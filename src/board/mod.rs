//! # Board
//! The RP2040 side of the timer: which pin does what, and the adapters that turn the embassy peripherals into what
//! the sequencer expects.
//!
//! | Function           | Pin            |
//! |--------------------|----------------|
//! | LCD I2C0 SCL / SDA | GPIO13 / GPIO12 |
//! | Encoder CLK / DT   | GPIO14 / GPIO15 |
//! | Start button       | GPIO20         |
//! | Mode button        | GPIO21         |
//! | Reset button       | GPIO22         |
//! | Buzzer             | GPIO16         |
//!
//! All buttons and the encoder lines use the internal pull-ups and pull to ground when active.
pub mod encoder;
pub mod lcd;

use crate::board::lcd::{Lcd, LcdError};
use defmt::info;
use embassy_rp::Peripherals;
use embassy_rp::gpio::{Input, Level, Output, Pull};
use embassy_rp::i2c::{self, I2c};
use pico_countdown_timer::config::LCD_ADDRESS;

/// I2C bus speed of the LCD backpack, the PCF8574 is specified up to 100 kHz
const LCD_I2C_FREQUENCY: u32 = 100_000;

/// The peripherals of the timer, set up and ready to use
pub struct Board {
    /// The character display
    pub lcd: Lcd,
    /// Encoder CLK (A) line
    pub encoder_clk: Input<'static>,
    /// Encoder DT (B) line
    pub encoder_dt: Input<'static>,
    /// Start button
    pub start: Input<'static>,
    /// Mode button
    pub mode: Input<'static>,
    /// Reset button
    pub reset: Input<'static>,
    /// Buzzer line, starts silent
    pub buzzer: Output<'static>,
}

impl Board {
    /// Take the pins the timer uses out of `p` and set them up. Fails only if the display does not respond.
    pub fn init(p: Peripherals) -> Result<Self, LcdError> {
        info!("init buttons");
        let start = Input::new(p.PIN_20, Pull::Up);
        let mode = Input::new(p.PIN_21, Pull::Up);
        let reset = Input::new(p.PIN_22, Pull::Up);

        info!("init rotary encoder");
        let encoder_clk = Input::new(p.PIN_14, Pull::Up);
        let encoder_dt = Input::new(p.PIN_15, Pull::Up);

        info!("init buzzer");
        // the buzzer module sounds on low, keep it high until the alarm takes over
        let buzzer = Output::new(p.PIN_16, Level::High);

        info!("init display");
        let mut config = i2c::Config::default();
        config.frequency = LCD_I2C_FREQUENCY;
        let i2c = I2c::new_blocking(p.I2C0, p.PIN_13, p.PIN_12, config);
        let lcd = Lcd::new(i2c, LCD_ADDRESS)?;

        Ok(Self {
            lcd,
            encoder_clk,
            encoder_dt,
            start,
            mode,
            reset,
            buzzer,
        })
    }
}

============================================================

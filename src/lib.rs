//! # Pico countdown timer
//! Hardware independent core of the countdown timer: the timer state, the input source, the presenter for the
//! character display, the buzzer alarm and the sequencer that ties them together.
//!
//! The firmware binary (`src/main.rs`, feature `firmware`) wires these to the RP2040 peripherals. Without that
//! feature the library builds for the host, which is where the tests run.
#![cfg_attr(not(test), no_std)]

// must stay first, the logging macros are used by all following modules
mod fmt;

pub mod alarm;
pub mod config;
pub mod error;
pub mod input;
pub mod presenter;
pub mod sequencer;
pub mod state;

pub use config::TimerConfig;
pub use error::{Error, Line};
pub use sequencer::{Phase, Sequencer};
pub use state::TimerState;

============================================================

- WHAT IS EXPECTED:
What you give back should be only the lines of the records above, starting at the line with "filename src/board/mod.rs" and ending at the line with "let encoder_clk = Input::new(p.PIN_14, Pull::Up);", restated word for word.

- EXPECTED OUTPUT:
filename src/board/mod.rs
//! # Board
//! The RP2040 side of the timer: which pin does what, and the adapters that turn the embassy peripherals into what
//! the sequencer expects.
//!
//! | Function           | Pin            |
//! |--------------------|----------------|
//! | LCD I2C0 SCL / SDA | GPIO13 / GPIO12 |
//! | Encoder CLK / DT   | GPIO14 / GPIO15 |
//! | Start button       | GPIO20         |
//! | Mode button        | GPIO21         |
//! | Reset button       | GPIO22         |
//! | Buzzer             | GPIO16         |
//!
//! All buttons and the encoder lines use the internal pull-ups and pull to ground when active.
pub mod encoder;
pub mod lcd;

use crate::board::lcd::{Lcd, LcdError};
use defmt::info;
use embassy_rp::Peripherals;
use embassy_rp::gpio::{Input, Level, Output, Pull};
use embassy_rp::i2c::{self, I2c};
use pico_countdown_timer::config::LCD_ADDRESS;

/// I2C bus speed of the LCD backpack, the PCF8574 is specified up to 100 kHz
const LCD_I2C_FREQUENCY: u32 = 100_000;

/// The peripherals of the timer, set up and ready to use
pub struct Board {
    /// The character display
    pub lcd: Lcd,
    /// Encoder CLK (A) line
    pub encoder_clk: Input<'static>,
    /// Encoder DT (B) line
    pub encoder_dt: Input<'static>,
    /// Start button
    pub start: Input<'static>,
    /// Mode button
    pub mode: Input<'static>,
    /// Reset button
    pub reset: Input<'static>,
    /// Buzzer line, starts silent
    pub buzzer: Output<'static>,
}

impl Board {
    /// Take the pins the timer uses out of `p` and set them up. Fails only if the display does not respond.
    pub fn init(p: Peripherals) -> Result<Self, LcdError> {
        info!("init buttons");
        let start = Input::new(p.PIN_20, Pull::Up);
        let mode = Input::new(p.PIN_21, Pull::Up);
        let reset = Input::new(p.PIN_22, Pull::Up);

        info!("init rotary encoder");
        let encoder_clk = Input::new(p.PIN_14, Pull::Up);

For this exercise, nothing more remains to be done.